DATA UNDER STUDY:

>>>>

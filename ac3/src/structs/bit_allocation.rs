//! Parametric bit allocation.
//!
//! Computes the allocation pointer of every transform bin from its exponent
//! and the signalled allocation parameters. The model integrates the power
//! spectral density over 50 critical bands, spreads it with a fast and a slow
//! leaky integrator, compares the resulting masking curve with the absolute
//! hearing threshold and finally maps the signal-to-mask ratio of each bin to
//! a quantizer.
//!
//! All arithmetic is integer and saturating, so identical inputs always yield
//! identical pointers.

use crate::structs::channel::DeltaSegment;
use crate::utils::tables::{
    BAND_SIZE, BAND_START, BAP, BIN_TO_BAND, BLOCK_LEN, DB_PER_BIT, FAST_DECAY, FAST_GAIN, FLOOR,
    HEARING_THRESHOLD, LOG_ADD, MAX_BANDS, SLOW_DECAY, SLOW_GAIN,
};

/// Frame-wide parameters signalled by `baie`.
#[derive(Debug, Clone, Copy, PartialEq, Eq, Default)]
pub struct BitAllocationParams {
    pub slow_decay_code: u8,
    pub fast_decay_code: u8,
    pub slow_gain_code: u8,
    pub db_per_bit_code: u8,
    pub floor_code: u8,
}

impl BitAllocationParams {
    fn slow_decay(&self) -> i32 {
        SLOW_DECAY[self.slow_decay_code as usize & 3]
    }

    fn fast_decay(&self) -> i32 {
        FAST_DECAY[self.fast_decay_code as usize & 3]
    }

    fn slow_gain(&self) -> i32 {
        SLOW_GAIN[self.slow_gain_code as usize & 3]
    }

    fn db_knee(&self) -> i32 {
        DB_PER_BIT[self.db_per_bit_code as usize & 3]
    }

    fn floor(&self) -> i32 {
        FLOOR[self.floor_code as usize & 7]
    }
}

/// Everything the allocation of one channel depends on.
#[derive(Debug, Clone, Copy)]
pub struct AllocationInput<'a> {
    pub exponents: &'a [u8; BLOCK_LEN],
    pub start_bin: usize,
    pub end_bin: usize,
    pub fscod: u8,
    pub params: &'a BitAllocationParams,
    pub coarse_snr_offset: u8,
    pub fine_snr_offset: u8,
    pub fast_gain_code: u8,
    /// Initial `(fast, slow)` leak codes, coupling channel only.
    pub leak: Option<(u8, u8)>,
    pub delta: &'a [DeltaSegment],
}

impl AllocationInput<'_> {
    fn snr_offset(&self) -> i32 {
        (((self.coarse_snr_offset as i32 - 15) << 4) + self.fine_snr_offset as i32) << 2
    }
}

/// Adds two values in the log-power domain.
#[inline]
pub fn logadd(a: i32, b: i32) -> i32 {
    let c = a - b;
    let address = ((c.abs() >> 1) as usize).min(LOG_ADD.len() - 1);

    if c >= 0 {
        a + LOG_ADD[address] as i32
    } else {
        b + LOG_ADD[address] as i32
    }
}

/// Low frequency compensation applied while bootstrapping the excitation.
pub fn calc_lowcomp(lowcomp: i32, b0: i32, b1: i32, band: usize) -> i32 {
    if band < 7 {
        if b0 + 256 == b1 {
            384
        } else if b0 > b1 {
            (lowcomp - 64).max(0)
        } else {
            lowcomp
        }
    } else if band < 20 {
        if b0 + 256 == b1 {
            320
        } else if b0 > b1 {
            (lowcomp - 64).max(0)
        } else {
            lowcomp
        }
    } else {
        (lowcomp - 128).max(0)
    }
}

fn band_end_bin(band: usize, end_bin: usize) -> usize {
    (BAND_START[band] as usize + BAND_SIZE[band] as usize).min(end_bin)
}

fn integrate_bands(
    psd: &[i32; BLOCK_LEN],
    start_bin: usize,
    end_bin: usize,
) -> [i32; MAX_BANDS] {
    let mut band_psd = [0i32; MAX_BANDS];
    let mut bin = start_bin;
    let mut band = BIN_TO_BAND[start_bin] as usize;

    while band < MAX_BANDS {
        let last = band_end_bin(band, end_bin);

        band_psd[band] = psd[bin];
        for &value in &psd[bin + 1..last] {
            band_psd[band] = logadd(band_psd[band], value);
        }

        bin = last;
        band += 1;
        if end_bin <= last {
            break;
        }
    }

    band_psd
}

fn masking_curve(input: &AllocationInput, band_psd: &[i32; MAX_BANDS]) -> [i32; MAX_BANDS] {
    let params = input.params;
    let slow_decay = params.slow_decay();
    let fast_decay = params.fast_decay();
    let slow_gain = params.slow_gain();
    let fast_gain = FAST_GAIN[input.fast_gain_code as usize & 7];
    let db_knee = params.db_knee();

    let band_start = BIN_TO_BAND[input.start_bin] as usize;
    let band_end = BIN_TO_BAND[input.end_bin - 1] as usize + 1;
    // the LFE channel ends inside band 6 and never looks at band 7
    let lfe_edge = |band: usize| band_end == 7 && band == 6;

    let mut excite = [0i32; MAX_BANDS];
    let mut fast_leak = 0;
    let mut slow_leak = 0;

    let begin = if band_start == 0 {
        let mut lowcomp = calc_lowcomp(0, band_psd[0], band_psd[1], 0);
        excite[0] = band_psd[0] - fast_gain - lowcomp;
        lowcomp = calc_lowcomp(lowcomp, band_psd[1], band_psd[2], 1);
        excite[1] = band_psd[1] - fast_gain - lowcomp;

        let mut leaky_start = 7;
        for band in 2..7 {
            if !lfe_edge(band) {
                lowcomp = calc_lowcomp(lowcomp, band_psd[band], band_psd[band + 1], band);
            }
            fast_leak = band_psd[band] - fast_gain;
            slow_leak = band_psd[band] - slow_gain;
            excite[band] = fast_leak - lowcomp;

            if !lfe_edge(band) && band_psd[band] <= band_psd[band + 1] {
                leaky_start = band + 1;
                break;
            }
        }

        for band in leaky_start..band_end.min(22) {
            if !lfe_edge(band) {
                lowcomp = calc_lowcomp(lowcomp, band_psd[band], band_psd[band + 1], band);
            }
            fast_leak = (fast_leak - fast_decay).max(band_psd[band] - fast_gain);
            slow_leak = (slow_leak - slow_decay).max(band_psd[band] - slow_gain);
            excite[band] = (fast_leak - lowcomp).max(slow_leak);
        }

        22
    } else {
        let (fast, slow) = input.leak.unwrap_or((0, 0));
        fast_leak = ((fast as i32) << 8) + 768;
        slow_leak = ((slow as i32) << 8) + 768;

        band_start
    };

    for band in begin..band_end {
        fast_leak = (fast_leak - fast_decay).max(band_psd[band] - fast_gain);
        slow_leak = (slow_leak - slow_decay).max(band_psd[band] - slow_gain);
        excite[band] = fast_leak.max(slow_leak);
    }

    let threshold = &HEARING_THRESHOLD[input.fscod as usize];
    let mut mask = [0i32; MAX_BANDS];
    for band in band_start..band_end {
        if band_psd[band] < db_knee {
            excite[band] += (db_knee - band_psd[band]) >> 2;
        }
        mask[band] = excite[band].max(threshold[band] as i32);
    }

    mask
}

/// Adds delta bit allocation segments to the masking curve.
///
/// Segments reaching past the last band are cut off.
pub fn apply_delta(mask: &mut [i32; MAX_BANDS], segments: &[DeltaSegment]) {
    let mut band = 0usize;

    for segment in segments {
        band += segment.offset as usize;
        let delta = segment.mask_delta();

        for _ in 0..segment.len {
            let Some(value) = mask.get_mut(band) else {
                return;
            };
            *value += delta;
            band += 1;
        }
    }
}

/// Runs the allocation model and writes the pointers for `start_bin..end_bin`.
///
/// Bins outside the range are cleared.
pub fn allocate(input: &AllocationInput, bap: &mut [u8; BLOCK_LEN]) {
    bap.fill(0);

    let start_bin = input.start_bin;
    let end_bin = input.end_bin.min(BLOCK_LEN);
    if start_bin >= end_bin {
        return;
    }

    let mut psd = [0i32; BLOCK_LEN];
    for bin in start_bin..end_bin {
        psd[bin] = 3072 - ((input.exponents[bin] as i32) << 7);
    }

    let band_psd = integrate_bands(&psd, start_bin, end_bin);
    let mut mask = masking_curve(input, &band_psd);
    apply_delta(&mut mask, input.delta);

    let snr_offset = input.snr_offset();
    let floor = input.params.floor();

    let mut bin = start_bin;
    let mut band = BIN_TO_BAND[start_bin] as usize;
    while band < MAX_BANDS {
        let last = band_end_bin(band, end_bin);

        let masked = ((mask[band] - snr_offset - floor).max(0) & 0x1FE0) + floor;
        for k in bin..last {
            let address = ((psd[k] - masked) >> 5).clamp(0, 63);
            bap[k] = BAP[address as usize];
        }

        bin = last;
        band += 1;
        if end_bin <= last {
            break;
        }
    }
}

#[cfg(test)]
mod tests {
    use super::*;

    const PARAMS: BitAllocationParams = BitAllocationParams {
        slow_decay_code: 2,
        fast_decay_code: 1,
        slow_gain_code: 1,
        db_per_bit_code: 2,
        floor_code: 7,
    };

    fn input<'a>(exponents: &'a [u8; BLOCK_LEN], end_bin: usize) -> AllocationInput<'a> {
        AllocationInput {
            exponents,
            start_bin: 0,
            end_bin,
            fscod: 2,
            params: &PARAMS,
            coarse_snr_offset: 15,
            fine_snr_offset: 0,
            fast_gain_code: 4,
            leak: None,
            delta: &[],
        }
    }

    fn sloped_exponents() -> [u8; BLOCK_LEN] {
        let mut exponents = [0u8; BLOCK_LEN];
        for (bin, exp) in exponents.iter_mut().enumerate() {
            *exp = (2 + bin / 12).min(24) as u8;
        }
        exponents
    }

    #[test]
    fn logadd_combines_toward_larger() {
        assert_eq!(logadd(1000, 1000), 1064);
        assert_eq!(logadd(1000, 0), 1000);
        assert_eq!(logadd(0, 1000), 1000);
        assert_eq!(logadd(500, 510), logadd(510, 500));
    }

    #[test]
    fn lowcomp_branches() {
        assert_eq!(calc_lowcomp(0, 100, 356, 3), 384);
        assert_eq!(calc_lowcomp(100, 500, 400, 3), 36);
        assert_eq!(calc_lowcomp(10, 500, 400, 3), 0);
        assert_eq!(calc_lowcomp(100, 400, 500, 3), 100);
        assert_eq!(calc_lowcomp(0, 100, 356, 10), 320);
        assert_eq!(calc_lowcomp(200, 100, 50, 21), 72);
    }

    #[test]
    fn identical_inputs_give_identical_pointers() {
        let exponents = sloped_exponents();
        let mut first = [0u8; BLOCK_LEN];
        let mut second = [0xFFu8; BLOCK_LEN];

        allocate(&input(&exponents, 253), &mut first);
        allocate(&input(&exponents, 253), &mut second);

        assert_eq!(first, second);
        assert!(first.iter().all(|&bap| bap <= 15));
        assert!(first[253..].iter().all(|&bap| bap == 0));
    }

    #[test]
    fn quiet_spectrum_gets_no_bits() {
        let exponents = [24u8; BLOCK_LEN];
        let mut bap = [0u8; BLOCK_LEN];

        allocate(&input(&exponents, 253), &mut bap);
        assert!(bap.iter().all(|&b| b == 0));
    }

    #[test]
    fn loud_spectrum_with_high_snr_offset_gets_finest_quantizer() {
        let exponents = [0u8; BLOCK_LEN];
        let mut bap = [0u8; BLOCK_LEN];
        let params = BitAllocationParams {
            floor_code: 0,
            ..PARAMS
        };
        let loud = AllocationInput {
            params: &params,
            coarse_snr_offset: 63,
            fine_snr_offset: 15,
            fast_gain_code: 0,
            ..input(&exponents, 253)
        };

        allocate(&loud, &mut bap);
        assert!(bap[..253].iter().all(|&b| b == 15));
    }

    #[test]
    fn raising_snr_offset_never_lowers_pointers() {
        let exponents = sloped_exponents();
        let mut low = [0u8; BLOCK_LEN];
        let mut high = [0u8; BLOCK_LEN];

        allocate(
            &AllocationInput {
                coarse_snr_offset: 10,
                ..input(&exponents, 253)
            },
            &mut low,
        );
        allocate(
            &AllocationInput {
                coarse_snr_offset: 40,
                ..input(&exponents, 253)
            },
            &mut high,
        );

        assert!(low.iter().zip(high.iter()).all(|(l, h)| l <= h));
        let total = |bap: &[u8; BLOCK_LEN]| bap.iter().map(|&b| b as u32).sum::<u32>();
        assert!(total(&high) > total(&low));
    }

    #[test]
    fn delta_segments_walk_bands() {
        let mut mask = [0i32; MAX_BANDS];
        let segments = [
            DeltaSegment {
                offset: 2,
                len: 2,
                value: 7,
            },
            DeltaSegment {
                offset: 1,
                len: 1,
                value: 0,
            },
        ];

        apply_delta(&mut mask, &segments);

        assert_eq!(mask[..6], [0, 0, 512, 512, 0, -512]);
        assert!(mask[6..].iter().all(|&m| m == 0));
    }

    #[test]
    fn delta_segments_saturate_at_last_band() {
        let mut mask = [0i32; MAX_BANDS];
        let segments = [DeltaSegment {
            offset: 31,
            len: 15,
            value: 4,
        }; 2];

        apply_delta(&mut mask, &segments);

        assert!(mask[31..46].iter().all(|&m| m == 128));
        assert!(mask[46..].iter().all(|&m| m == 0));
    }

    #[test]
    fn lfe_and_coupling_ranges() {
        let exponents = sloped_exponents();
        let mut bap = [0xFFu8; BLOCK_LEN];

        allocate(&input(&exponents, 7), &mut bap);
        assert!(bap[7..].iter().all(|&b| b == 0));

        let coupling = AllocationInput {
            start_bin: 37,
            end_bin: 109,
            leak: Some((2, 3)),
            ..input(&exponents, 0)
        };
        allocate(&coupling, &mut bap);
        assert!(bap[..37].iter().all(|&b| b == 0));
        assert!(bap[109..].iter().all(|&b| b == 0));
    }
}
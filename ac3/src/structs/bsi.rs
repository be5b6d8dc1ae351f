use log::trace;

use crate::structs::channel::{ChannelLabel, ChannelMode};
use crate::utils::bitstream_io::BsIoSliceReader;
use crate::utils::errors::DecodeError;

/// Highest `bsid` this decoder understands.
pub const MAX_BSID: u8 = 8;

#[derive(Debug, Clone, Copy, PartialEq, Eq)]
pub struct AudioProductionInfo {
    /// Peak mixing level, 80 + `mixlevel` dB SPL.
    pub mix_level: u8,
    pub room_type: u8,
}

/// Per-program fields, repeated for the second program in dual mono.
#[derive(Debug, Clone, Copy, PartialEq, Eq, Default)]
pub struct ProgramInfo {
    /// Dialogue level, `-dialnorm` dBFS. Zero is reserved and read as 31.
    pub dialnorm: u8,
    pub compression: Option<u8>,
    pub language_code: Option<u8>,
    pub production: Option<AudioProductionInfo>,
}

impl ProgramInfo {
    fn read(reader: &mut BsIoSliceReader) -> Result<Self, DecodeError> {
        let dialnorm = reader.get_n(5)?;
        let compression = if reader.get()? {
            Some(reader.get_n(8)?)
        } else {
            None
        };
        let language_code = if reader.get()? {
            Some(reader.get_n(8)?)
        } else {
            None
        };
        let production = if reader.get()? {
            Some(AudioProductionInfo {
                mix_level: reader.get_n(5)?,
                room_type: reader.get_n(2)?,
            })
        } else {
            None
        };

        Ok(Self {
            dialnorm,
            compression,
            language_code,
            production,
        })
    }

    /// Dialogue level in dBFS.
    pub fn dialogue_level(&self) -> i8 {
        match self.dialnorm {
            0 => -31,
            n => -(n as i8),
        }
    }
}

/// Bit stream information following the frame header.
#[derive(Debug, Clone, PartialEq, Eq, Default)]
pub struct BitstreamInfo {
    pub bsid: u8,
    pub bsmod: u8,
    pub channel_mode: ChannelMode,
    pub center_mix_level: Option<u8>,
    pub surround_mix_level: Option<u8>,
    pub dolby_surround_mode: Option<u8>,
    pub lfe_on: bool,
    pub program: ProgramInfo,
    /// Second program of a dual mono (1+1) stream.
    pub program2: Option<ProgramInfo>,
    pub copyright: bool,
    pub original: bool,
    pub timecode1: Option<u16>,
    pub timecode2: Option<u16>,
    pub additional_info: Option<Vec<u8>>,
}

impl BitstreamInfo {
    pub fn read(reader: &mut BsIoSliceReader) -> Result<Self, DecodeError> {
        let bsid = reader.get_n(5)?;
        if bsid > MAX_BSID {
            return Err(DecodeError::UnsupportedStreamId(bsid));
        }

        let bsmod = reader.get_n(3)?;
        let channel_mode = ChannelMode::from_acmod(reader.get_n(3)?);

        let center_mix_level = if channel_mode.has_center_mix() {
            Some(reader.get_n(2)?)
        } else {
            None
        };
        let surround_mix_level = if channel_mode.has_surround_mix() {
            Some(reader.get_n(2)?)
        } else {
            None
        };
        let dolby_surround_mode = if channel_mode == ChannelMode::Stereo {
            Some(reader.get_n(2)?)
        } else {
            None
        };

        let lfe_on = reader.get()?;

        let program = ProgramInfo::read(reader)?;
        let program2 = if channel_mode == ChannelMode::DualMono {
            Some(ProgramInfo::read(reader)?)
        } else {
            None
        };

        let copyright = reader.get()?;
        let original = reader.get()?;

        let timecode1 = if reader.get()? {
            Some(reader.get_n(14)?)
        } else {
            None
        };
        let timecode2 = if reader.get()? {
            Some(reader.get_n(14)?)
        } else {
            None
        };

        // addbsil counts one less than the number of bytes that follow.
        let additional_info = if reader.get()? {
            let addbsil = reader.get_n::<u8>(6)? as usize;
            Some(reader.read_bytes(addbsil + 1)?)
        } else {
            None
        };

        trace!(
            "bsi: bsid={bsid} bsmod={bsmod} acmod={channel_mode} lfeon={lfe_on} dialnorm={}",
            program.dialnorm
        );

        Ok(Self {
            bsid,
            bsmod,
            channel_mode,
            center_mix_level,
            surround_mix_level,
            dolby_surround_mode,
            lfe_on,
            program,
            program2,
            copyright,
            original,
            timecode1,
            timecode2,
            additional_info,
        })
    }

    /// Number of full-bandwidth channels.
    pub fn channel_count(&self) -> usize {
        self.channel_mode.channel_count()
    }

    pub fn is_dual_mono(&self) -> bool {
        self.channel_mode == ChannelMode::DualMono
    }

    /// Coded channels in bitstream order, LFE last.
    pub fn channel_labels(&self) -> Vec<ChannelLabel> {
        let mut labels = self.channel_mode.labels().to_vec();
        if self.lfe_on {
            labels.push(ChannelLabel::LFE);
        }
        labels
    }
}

<<<<

TASK OBJECTIVE:
Exactly one number is the answer: how many lines in the data include the word "impl".

RESULT OF THIS TASK:
4